A Personal Appreciation of the Astronomy Photographer of the Year 2013 at The Royal Observatory Greenwich (from 19th September 2013 - 23 February 2014) and the Sublime.

 

It started as a sunny, October Sunday when I started to drive the not altogether pleasant route to Greenwich from South West London. Then almost as soon as I left the rain came and came and came. It was very wet rain... wet, large drops that leave everything saturated and heavy, not the lazy drizzle almost unnoticed by Londoners. 

Very soon the water ran arrogantly down the streets - fuck your drainage systems - poured over my car - it's wipers almost rendered futile and London was all grey streams and reflective surfaces . Why had I decided to break the mould and actually do something more than stumble upon roast and red wine on a Sunday, I admonished myself. I was driving though, so I hoped I'd be able to park near the Royal Observatory. 

I hadn't reckoned with my total reliance on my google maps app in an area I don't know at all - it lead me to a parking spot that required a walk. I began to walk it, a token scarf tied over my already soaking hair, my pumps slapping and squelching in what I can only describe as the pond I was walking through. I ducked into the National Maritime Museum, which had clearly been the idea of several others and the smell of human damp and sweat under cagoules and the water running down my face was almost enough to make me give up and drive straight back home. I called my cousin, a Greenwich resident, who I was meeting and who I was already one hour late for... "It's OK... You can drive here.. Just go back along the main road." Back through the rain, back in the car and I did make it. The car park was so close that I barely had to go outside - ironic given my already sodden state.

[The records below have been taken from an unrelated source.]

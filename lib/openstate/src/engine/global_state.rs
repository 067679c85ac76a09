// This Source Code Form is subject to the terms of the Mozilla Public
// License, v. 2.0. If a copy of the MPL was not distributed with this
// file, You can obtain one at https://mozilla.org/MPL/2.0/.

// Copyright 2025 Oxide Computer Company

//! The global state register: one 32-bit flag word per datapath.

use crate::api::Masked32;
use core::sync::atomic::AtomicU32;
use core::sync::atomic::Ordering;

/// A 32-bit flag register shared by every table of a datapath.
///
/// Writes are masked read-modify-write operations performed with a
/// compare-and-swap loop, so concurrent writers touching disjoint bits
/// never lose each other's updates.
#[derive(Debug, Default)]
pub struct GlobalStateRegister {
    flags: AtomicU32,
}

impl GlobalStateRegister {
    pub fn new() -> Self {
        Self::default()
    }

    /// Read the current flags.
    pub fn read(&self) -> u32 {
        self.flags.load(Ordering::Acquire)
    }

    /// Replace the masked bits with those of `m.value`. Returns the
    /// new value of the register.
    pub fn write(&self, m: Masked32) -> u32 {
        masked_write(&self.flags, m)
    }

    /// Does the register agree with `m` on every masked bit?
    pub fn matches(&self, m: Masked32) -> bool {
        m.matches(self.read())
    }

    /// Clear every flag.
    pub fn reset(&self) {
        self.flags.store(0, Ordering::Release);
    }
}

/// Apply `m` to `word` with a compare-and-swap loop, returning the
/// value stored.
pub(crate) fn masked_write(word: &AtomicU32, m: Masked32) -> u32 {
    let mut cur = word.load(Ordering::Relaxed);
    loop {
        let new = m.apply(cur);
        if new == cur {
            return cur;
        }

        match word.compare_exchange_weak(
            cur,
            new,
            Ordering::AcqRel,
            Ordering::Relaxed,
        ) {
            Ok(_) => return new,
            Err(actual) => cur = actual,
        }
    }
}

#[cfg(test)]
mod test {
    use super::*;
    use crate::api::masked_flags;
    use std::sync::Arc;
    use std::thread;

    #[test]
    fn starts_clear() {
        let reg = GlobalStateRegister::new();
        assert_eq!(reg.read(), 0);
        assert!(reg.matches(Masked32::exact(0)));
    }

    #[test]
    fn pattern_write_only_touches_masked_bits() {
        let reg = GlobalStateRegister::new();
        reg.write(Masked32::exact(0x8000_0042));

        // "1*01" over 8 bits: bit 7 set, bit 6 don't-care, bit 5 clear,
        // bit 4 set.
        let m = masked_flags("1*01", 8).unwrap();
        let before = reg.read();
        let after = reg.write(m);
        assert_eq!(after, reg.read());

        assert_eq!(after & m.mask, m.value & m.mask);
        assert_eq!(after & !m.mask, before & !m.mask);
        assert_eq!(after, 0x8000_00D2);
        assert!(reg.matches(m));
    }

    #[test]
    fn reset_clears() {
        let reg = GlobalStateRegister::new();
        reg.write(Masked32::exact(u32::MAX));
        reg.reset();
        assert_eq!(reg.read(), 0);
    }

    #[test]
    fn concurrent_disjoint_writers() {
        let reg = Arc::new(GlobalStateRegister::new());
        let handles = (0..8u32)
            .map(|bit| {
                let reg = Arc::clone(&reg);
                thread::spawn(move || {
                    for i in 0..1000u32 {
                        let val = if i % 2 == 0 { 1 << bit } else { 0 };
                        reg.write(Masked32::new(val, 1 << bit));
                    }
                    reg.write(Masked32::new(1 << bit, 1 << bit));
                })
            })
            .collect::<Vec<_>>();

        for h in handles {
            h.join().unwrap();
        }

        assert_eq!(reg.read(), 0xFF);
    }
}
// This Source Code Form is subject to the terms of the Mozilla Public
// License, v. 2.0. If a copy of the MPL was not distributed with this
// file, You can obtain one at https://mozilla.org/MPL/2.0/.

// Copyright 2025 Oxide Computer Company

//! The match-action pipeline.
//!
//! A pipeline is a set of flow tables, each an ordered list of
//! [`Rule`]s. A packet enters at table 0. In each table the state
//! table is consulted first, then the highest priority matching rule
//! runs its instructions: the apply-actions list in order, then the
//! metadata write, then the goto. A packet that reaches a table
//! without a matching rule is dropped.
//!
//! Every check that could fail is done when the pipeline is built,
//! so [`Pipeline::process`] has no error path. In particular a goto
//! must always move to a higher table id, which also guarantees that
//! every traversal terminates.

use super::global_state::GlobalStateRegister;
use super::packet::PacketMeta;
use super::predicate::MatchCtx;
use super::rule::Action;
use super::rule::Finalized;
use super::rule::Rule;
use super::stat::DatapathStats;
use super::state_table::StateTables;
use crate::api::OFPTT_MAX;
use crate::api::OpenStateError;
use core::fmt;
use core::fmt::Display;
use itertools::Itertools;
use std::collections::BTreeMap;

/// The rules of a single flow table, highest priority first. Rules of
/// equal priority keep the order they were added in.
#[derive(Clone, Debug, Default)]
pub struct FlowTable {
    id: u8,
    rules: Vec<Rule<Finalized>>,
}

impl FlowTable {
    pub fn id(&self) -> u8 {
        self.id
    }

    pub fn rules(&self) -> &[Rule<Finalized>] {
        &self.rules
    }

    pub fn find_match(
        &self,
        pkt: &PacketMeta,
        ctx: &MatchCtx,
    ) -> Option<&Rule<Finalized>> {
        self.rules.iter().find(|r| r.is_match(pkt, ctx))
    }
}

impl Display for FlowTable {
    fn fmt(&self, f: &mut fmt::Formatter) -> fmt::Result {
        writeln!(f, "table {}:", self.id)?;
        for r in &self.rules {
            writeln!(f, "  {r}")?;
        }
        Ok(())
    }
}

/// Collects rules for a [`Pipeline`].
#[derive(Debug, Default)]
pub struct PipelineBuilder {
    tables: BTreeMap<u8, Vec<Rule<Finalized>>>,
}

impl PipelineBuilder {
    pub fn new() -> Self {
        Self::default()
    }

    pub fn add_rule(&mut self, table_id: u8, rule: Rule<Finalized>) {
        self.tables.entry(table_id).or_default().push(rule);
    }

    /// Validate the rules against a datapath with `n_tables` tables
    /// and build the pipeline.
    ///
    /// # Errors
    ///
    /// * [`OpenStateError::InvalidTableId`]: a rule lives in, jumps
    ///   to, or writes state in a table that does not exist.
    /// * [`OpenStateError::BackwardGoto`]: a goto does not move to a
    ///   strictly higher table id.
    pub fn build(self, n_tables: u8) -> Result<Pipeline, OpenStateError> {
        let check_id = |id: u8| {
            if id > OFPTT_MAX || id >= n_tables {
                Err(OpenStateError::InvalidTableId(id))
            } else {
                Ok(())
            }
        };

        let mut tables = BTreeMap::new();
        for (id, rules) in self.tables {
            check_id(id)?;

            for r in &rules {
                let ins = r.instructions();
                if let Some(to) = ins.goto_table {
                    if to <= id {
                        return Err(OpenStateError::BackwardGoto {
                            from: id,
                            to,
                        });
                    }
                    check_id(to)?;
                }

                for act in &ins.apply_actions {
                    if let Action::SetState { table_id: Some(t), .. } = act {
                        check_id(*t)?;
                    }
                }
            }

            let rules = rules
                .into_iter()
                .sorted_by(|a, b| b.priority().cmp(&a.priority()))
                .collect();
            tables.insert(id, FlowTable { id, rules });
        }

        Ok(Pipeline { tables })
    }
}

/// What became of a packet after its trip through the pipeline.
#[derive(Clone, Debug, Eq, PartialEq)]
pub enum ProcessResult {
    /// At least one output action ran; the packet leaves on these
    /// ports in action order.
    Output(Vec<u32>),

    /// The packet was dropped.
    Drop { reason: DropReason },
}

#[derive(Clone, Copy, Debug, Eq, PartialEq)]
pub enum DropReason {
    /// No rule of this table matched.
    TableMiss(u8),

    /// Rules matched, but none of them had an output action.
    NoOutput,
}

impl Display for DropReason {
    fn fmt(&self, f: &mut fmt::Formatter) -> fmt::Result {
        match self {
            Self::TableMiss(id) => write!(f, "table miss in table {id}"),
            Self::NoOutput => write!(f, "no output action"),
        }
    }
}

/// The per-datapath state a packet traversal reads and writes.
#[derive(Clone, Copy)]
pub struct PipelineCtx<'a> {
    pub states: &'a StateTables,
    pub global: &'a GlobalStateRegister,
    pub stats: &'a DatapathStats,
}

/// An installed, validated set of flow tables.
#[derive(Clone, Debug, Default)]
pub struct Pipeline {
    tables: BTreeMap<u8, FlowTable>,
}

impl Pipeline {
    pub fn table(&self, id: u8) -> Option<&FlowTable> {
        self.tables.get(&id)
    }

    pub fn tables(&self) -> impl Iterator<Item = &FlowTable> {
        self.tables.values()
    }

    /// Run `pkt` through the pipeline starting at table 0.
    pub fn process(
        &self,
        ctx: PipelineCtx<'_>,
        pkt: &mut PacketMeta,
    ) -> ProcessResult {
        let mut outputs = vec![];
        let mut table_id = 0;

        loop {
            let mctx = MatchCtx {
                state: ctx.states.lookup(table_id, pkt),
                flags: ctx.global.read(),
            };

            let Some(rule) =
                self.table(table_id).and_then(|t| t.find_match(pkt, &mctx))
            else {
                ctx.stats.table_miss.incr();
                return ProcessResult::Drop {
                    reason: DropReason::TableMiss(table_id),
                };
            };

            let ins = rule.instructions();
            for act in &ins.apply_actions {
                match *act {
                    Action::Output(port) => outputs.push(port),

                    Action::SetState { state, table_id: target } => {
                        let target = target.unwrap_or(table_id);
                        match ctx.states.apply_state(target, pkt, state) {
                            Ok(Some(_)) => ctx.stats.state_write.incr(),
                            Ok(None) => ctx.stats.state_write_no_key.incr(),
                            Err(_) => ctx.stats.state_write_stateless.incr(),
                        }
                    }

                    Action::SetFlag(flags) => {
                        ctx.global.write(flags);
                        ctx.stats.flag_write.incr();
                    }
                }
            }

            if let Some(md) = ins.write_metadata {
                pkt.metadata = md.apply(pkt.metadata);
            }

            match ins.goto_table {
                Some(next) => table_id = next,
                None => break,
            }
        }

        if outputs.is_empty() {
            ProcessResult::Drop { reason: DropReason::NoOutput }
        } else {
            ProcessResult::Output(outputs)
        }
    }
}

impl Display for Pipeline {
    fn fmt(&self, f: &mut fmt::Formatter) -> fmt::Result {
        for t in self.tables.values() {
            write!(f, "{t}")?;
        }
        Ok(())
    }
}

#[cfg(test)]
mod test {
    use super::*;
    use crate::api::Field;
    use crate::api::KeyRole;
    use crate::api::Masked32;
    use crate::api::Masked64;
    use crate::engine::packet::Ipv4Meta;
    use crate::engine::predicate::Predicate;
    use crate::engine::rule::Instructions;
    use core::net::Ipv4Addr;

    fn pkt(src: u8, dst: u8) -> PacketMeta {
        PacketMeta {
            ip: Some(Ipv4Meta {
                src: Ipv4Addr::new(10, 0, 0, src),
                dst: Ipv4Addr::new(10, 0, 0, dst),
                proto: 6,
            }),
            ..Default::default()
        }
    }

    fn output(port: u32) -> Instructions {
        Instructions::apply(vec![Action::Output(port)])
    }

    struct Env {
        states: StateTables,
        global: GlobalStateRegister,
        stats: DatapathStats,
    }

    impl Env {
        fn new(n_tables: u8) -> Self {
            Self {
                states: StateTables::new(n_tables, None),
                global: GlobalStateRegister::new(),
                stats: DatapathStats::default(),
            }
        }

        fn ctx(&self) -> PipelineCtx<'_> {
            PipelineCtx {
                states: &self.states,
                global: &self.global,
                stats: &self.stats,
            }
        }
    }

    #[test]
    fn backward_goto_rejected_at_build() {
        let mut pb = PipelineBuilder::new();
        pb.add_rule(1, Rule::match_any(0, output(1).goto(1)));
        assert_eq!(
            pb.build(4).unwrap_err(),
            OpenStateError::BackwardGoto { from: 1, to: 1 }
        );

        let mut pb = PipelineBuilder::new();
        pb.add_rule(2, Rule::match_any(0, output(1).goto(0)));
        assert_eq!(
            pb.build(4).unwrap_err(),
            OpenStateError::BackwardGoto { from: 2, to: 0 }
        );
    }

    #[test]
    fn table_ids_checked_at_build() {
        let mut pb = PipelineBuilder::new();
        pb.add_rule(4, Rule::match_any(0, output(1)));
        assert_eq!(pb.build(4).unwrap_err(), OpenStateError::InvalidTableId(4));

        let mut pb = PipelineBuilder::new();
        pb.add_rule(0, Rule::match_any(0, output(1).goto(9)));
        assert_eq!(pb.build(4).unwrap_err(), OpenStateError::InvalidTableId(9));

        let mut pb = PipelineBuilder::new();
        let set = Action::SetState {
            state: Masked32::exact(1),
            table_id: Some(7),
        };
        pb.add_rule(0, Rule::match_any(0, Instructions::apply(vec![set])));
        assert_eq!(pb.build(4).unwrap_err(), OpenStateError::InvalidTableId(7));
    }

    #[test]
    fn priority_order_and_miss() {
        let mut pb = PipelineBuilder::new();
        let mut r = Rule::new(5, output(5));
        r.add_predicate(Predicate::field(Field::Ipv4Dst, "10.0.0.2").unwrap());
        pb.add_rule(0, r.finalize());
        pb.add_rule(0, Rule::match_any(1, output(1)));
        let mut r = Rule::new(9, output(9));
        r.add_predicate(Predicate::field(Field::Ipv4Dst, "10.0.0.9").unwrap());
        pb.add_rule(0, r.finalize());
        let p = pb.build(1).unwrap();

        let env = Env::new(1);
        assert_eq!(
            p.process(env.ctx(), &mut pkt(1, 2)),
            ProcessResult::Output(vec![5])
        );
        assert_eq!(
            p.process(env.ctx(), &mut pkt(1, 9)),
            ProcessResult::Output(vec![9])
        );
        assert_eq!(
            p.process(env.ctx(), &mut pkt(1, 3)),
            ProcessResult::Output(vec![1])
        );

        let empty = Pipeline::default();
        assert_eq!(
            empty.process(env.ctx(), &mut pkt(1, 2)),
            ProcessResult::Drop { reason: DropReason::TableMiss(0) }
        );
        assert_eq!(env.stats.table_miss.get(), 1);
    }

    #[test]
    fn state_drives_forwarding() {
        let env = Env::new(2);
        env.states.configure(0, true).unwrap();
        for role in [KeyRole::Lookup, KeyRole::Update] {
            env.states.set_extractor(0, role, vec![Field::Ipv4Src]).unwrap();
        }

        // State 0: remember the source and send to the controller
        // port. State 1: forward on port 2.
        let mut pb = PipelineBuilder::new();
        let mut r = Rule::new(10, output(2));
        r.add_predicate(Predicate::State(Masked32::exact(1)));
        pb.add_rule(0, r.finalize());
        pb.add_rule(
            0,
            Rule::match_any(
                0,
                Instructions::apply(vec![
                    Action::set_state(Masked32::exact(1)),
                    Action::Output(0xFFFF_FFFD),
                ]),
            ),
        );
        let p = pb.build(2).unwrap();

        assert_eq!(
            p.process(env.ctx(), &mut pkt(1, 2)),
            ProcessResult::Output(vec![0xFFFF_FFFD])
        );
        assert_eq!(
            p.process(env.ctx(), &mut pkt(1, 2)),
            ProcessResult::Output(vec![2])
        );
        assert_eq!(
            p.process(env.ctx(), &mut pkt(3, 2)),
            ProcessResult::Output(vec![0xFFFF_FFFD])
        );
        assert_eq!(env.stats.state_write.get(), 2);
    }

    #[test]
    fn flags_metadata_and_goto() {
        let env = Env::new(3);
        let mut pb = PipelineBuilder::new();

        // Table 0 raises flag bit 0 and tags the packet.
        pb.add_rule(
            0,
            Rule::match_any(
                0,
                Instructions::apply(vec![Action::SetFlag(Masked32::new(1, 1))])
                    .write_metadata(Masked64::exact(64954))
                    .goto(2),
            ),
        );

        // Table 2 only forwards tagged packets while the flag is up.
        let mut r = Rule::new(1, output(4));
        r.add_predicate(Predicate::Flags(Masked32::new(1, 1)));
        r.add_predicate(Predicate::Metadata(Masked64::exact(64954)));
        pb.add_rule(2, r.finalize());
        let p = pb.build(3).unwrap();

        let mut pkt = pkt(1, 2);
        assert_eq!(
            p.process(env.ctx(), &mut pkt),
            ProcessResult::Output(vec![4])
        );
        assert_eq!(pkt.metadata, 64954);
        assert_eq!(env.global.read(), 1);
        assert_eq!(env.stats.flag_write.get(), 1);
    }

    #[test]
    fn set_state_on_stateless_table_is_counted() {
        let env = Env::new(1);
        let mut pb = PipelineBuilder::new();
        let set = Action::set_state(Masked32::exact(1));
        pb.add_rule(0, Rule::match_any(0, Instructions::apply(vec![set])));
        let p = pb.build(1).unwrap();

        assert_eq!(
            p.process(env.ctx(), &mut pkt(1, 2)),
            ProcessResult::Drop { reason: DropReason::NoOutput }
        );
        assert_eq!(env.stats.state_write_stateless.get(), 1);
        assert_eq!(env.stats.state_write.get(), 0);
    }
}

Perhaps my rambling introduction of how hateful I was feeling when I entered the free exhibition, will give some idea of how not-in-the mood I was. Wet, ill-tempered and miles from home, guilty that I was late, sliding all over the floor in my ballet pumps, aware that the building closed in two hours so we would have to rush. 

People and Space - Category winner: Moon Silhouettes by Mark Gee (Australia)

And then we went to see the photos. 

Overall and Earth and Space winner: Guiding Light to the Stars by Mark Gee (Australia)

I should mention that I am no scientist, whilst I proffer a mild interest in the sciences, it is mainly in basic biology - anything that links into art and literature or anyone that does. I hate Chemistry, though I comprehend it. I can't understand Physics and I don't pretend to; the only part I really enjoyed at school was Space and the Universe. That does interest me. 

Deep Space-Category Winner: Celestial Impasto: sh2–239 by Adam Block (USA)

The images ranged from depictions of the transit of Venus, comets, nebulae, aurorae and more and some pictures include parts of our tiny earth in them showing further scale and perspective. Winning entries have come from all around the world and this year was a record breaking year, with more images entered than ever before.

As I knew before I visited, every image was stunning, in the literal sense.   

When I saw this exhibition was on, I had to see it. Not just because of the sheer magnitude and art of the images but because of the feeling of smallness in the world that looking into the sky at night (and depictions of it) gives me. Some people hate that, I love it, it thrills me, a reflective thrill - sometimes slightly melancholic, but a thrill none-the-less. It does what views of cityscapes do (also called sonder); what vast natural and rough landscapes do, what outpourings of international emotion - good or bad- do, what great machines or lavish buildings do. It relaxes me, it scares and delights me and it makes me feel insignificant and I love it. It's like a drug. 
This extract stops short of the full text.